We propose a possible mechanism for the telomere shortening signal. The suggested solution of this as yet unsolved enigma—how cell senescence is causally linked to telomere short-ening—is based on a "fountain theory" of modulation of eukaryotic gene expression, in which gene expression is modulated by ionic channels of the inner nuclear membrane. These Ca2+ and Zn2+ channels are opened transiently through the action of a special small nuclear RNA (the fountain RNA or fRNA) on the ionic channels as conformational changes of the fRNA and channel-forming protein occur. Specific Ca2+ and Zn2+ ion channels allow these ions to pass from the perinuclear lumen to the nucleoplasmic gene surroundings. The resultant change of ionic concentration in close vicinity to certain genes, in turn, will alter some in- properties (e.g., mRNA stability, transcript maturation, chromatin configuration, transcriptional activity, and so forth).

Such fRNA-dependent ionic "fountains," may serve as a major mechanism regulating quantitative gene (phenotypic) expression in eukaryotes. We suggest that among metal-activated transcription factors, zinc-finger nuclear proteins evolved, and they are used in the nucleus as an alternative, noncalcium, path of gene-activity modulation, by means of fRNA-dependent channels, increasing the versatility of a fountain system.
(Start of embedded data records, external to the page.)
//! Backend API
//!
//! Client side of the prediction-market REST API.
//!
//! ## Endpoints
//!
//! - `GET  /api/stats` - platform aggregates and recent markets
//! - `GET  /api/user/profile` - current user (Bearer token)
//! - `POST /api/auth/login` - `{phone, password}` -> `{token, user}`
//! - `POST /api/auth/register` - `{phone, mpesaName, password}`
//! - `GET  /api/markets?sort=&limit=` - market listing
//! - `GET  /health` - liveness probe

mod client;
mod dto;
mod error;

pub use client::{ApiClient, MarketApi};
pub use dto::{
    Envelope, LoginData, MarketList, MarketSummary, PlatformStats, PlatformSummary, Probability,
    Role, User, PROBABILITY_EPSILON,
};
pub use error::{ApiError, ApiResult};
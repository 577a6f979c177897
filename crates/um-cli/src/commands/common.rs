//! Shared utilities for CLI commands

use anyhow::{Context, Result};
use std::fmt;
use std::path::{Path, PathBuf};
use um_core::Config;
use um_meta::{MetadataStore, SnapshotDocument};

use crate::cli::GlobalArgs;

/// Error type representing a non-zero process exit code.
///
/// Use `return Err(ExitCode(N).into())` instead of `std::process::exit(N)`
/// so that destructors run before the process exits.
#[derive(Debug)]
pub(crate) struct ExitCode(pub(crate) i32);

impl fmt::Display for ExitCode {
    fn fmt(&self, f: &mut fmt::Formatter<'_>) -> fmt::Result {
        // Control flow only; main.rs exits with the code and prints nothing.
        write!(f, "")
    }
}

impl std::error::Error for ExitCode {}

/// Load `unimeta.yml` (explicit path, else the working directory, else
/// defaults) and apply the global path overrides.
pub(crate) fn load_config(global: &GlobalArgs) -> Result<Config> {
    let mut config = match &global.config {
        Some(path) => Config::load(Path::new(path))
            .with_context(|| format!("Failed to load config from {}", path))?,
        None => Config::load_or_default(Path::new(".")).context("Failed to load config")?,
    };
    if let Some(dir) = &global.projects_dir {
        config.projects_dir = PathBuf::from(dir);
    }
    if let Some(path) = &global.output_path {
        config.output_path = PathBuf::from(path);
    }
    Ok(config)
}

/// Publish the saved snapshot into `store`, if there is one.
pub(crate) fn restore_snapshot(config: &Config, store: &MetadataStore) -> Result<bool> {
    let document = SnapshotDocument::load(&config.output_path).with_context(|| {
        format!(
            "Failed to read snapshot {}",
            config.output_path.display()
        )
    })?;
    match document {
        Some(document) => {
            document.restore_into(store);
            Ok(true)
        }
        None => Ok(false),
    }
}

/// A store for read-only commands: the saved snapshot, or a fresh build
/// when asked for or when nothing has been saved yet.
pub(crate) fn open_store(config: &Config, fresh: bool) -> Result<MetadataStore> {
    let store = MetadataStore::new();
    if !fresh && restore_snapshot(config, &store)? {
        return Ok(store);
    }
    if !fresh {
        log::info!(
            "No snapshot at {}, building from {}",
            config.output_path.display(),
            config.projects_dir.display()
        );
    }
    let output = um_lineage::build(config).context("Failed to build lineage graph")?;
    store.publish(output);
    Ok(store)
}

/// Save the store's current snapshot to the configured output path.
pub(crate) fn save_snapshot(config: &Config, store: &MetadataStore) -> Result<()> {
    SnapshotDocument::from_snapshot(&store.snapshot())
        .save(&config.output_path)
        .with_context(|| format!("Failed to write {}", config.output_path.display()))
}

/// Pad-to-width helper for table output.
pub(crate) fn column_width<'a>(values: impl Iterator<Item = &'a str>, header: &str) -> usize {
    values.map(str::len).max().unwrap_or(0).max(header.len())
}
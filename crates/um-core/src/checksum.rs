//! Hex SHA-256 digests used for change detection.

use sha2::{Digest, Sha256};

/// Hex SHA-256 over `lines`, each terminated by `\n`.
///
/// Order matters; callers sort first when it should not.
pub fn checksum_lines<S: AsRef<str>>(lines: &[S]) -> String {
    let mut hasher = Sha256::new();
    for line in lines {
        hasher.update(line.as_ref().as_bytes());
        hasher.update(b"\n");
    }
    format!("{:x}", hasher.finalize())
}
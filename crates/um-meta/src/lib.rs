//! um-meta - Unified metadata store for unimeta
//!
//! Holds the published snapshot of projects, nodes and edges behind an
//! atomically swapped `Arc`, and owns everything that changes it: the
//! refresh service (one build at a time), description edits, the
//! enrichment pass and the background poller.

pub mod document;
pub mod enrich;
pub mod error;
pub mod refresh;
pub mod store;
pub mod watcher;

pub use document::SnapshotDocument;
pub use enrich::{enrich, DescriptionEnricher, EnrichReport, EnrichTarget, NoopEnricher};
pub use error::{MetaError, MetaResult};
pub use refresh::{RefreshReport, RefreshService, RefreshStatus, RefreshTrigger};
pub use store::{
    Enrichment, EntityType, MetadataStore, Neighbour, NodeFilter, NodeLineage, Snapshot,
};
pub use watcher::{fingerprint, Fingerprint, Poller, PollerHandle, PollerStatus};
We further propose that telomeres are anchored—in a compacted state—to special reinforcing shields, which are parts of the nuclear lamina along the inner nuclear membrane. This may be particularly true between Gl and S phases of the cell cycle, when chromosomes have nonrandom allocation within a nuclear space and telomeres are compacted and serve as "spacers" between the subtelomeric chromosome and the inner nuclear membrane. Each reinforcing shield would cover a portion of the inner nuclear membrane and, in doing so, prohibit the action of fRNA-dependent ion channels, causing an ionic "dead zone" in the nuclear membrane located immediately beneath the shield. When telomeres are long (e.g., in young cells), subtelomeric genes are located at a relatively greater distance from such dead zones; when telomeres shorten and reach the critical threshold, subtelomeric genes become closer to the dead zone and are deprived of contact with active ion channels. Shortening of the telomere—and therefore of the distance of subtelomeric genes from the dead zone—alters subtelomeric gene expression, decreases the functional capabilities of the cell, and results in cell senescence.

In some species, such subtelomeric genes may encode the fRNAs themselves, in addition to structural genes. If modulator genes—coding for fRNAs—require the ion fountains for optimal expression, then other structural genes (in turn modulated by such genes) will inevitably show senescence-associated gene expression as the telomere shortens. Such an alteration of gene expression, and the consequent dysfunction in cellular homeostasis, are typical of senescing cells.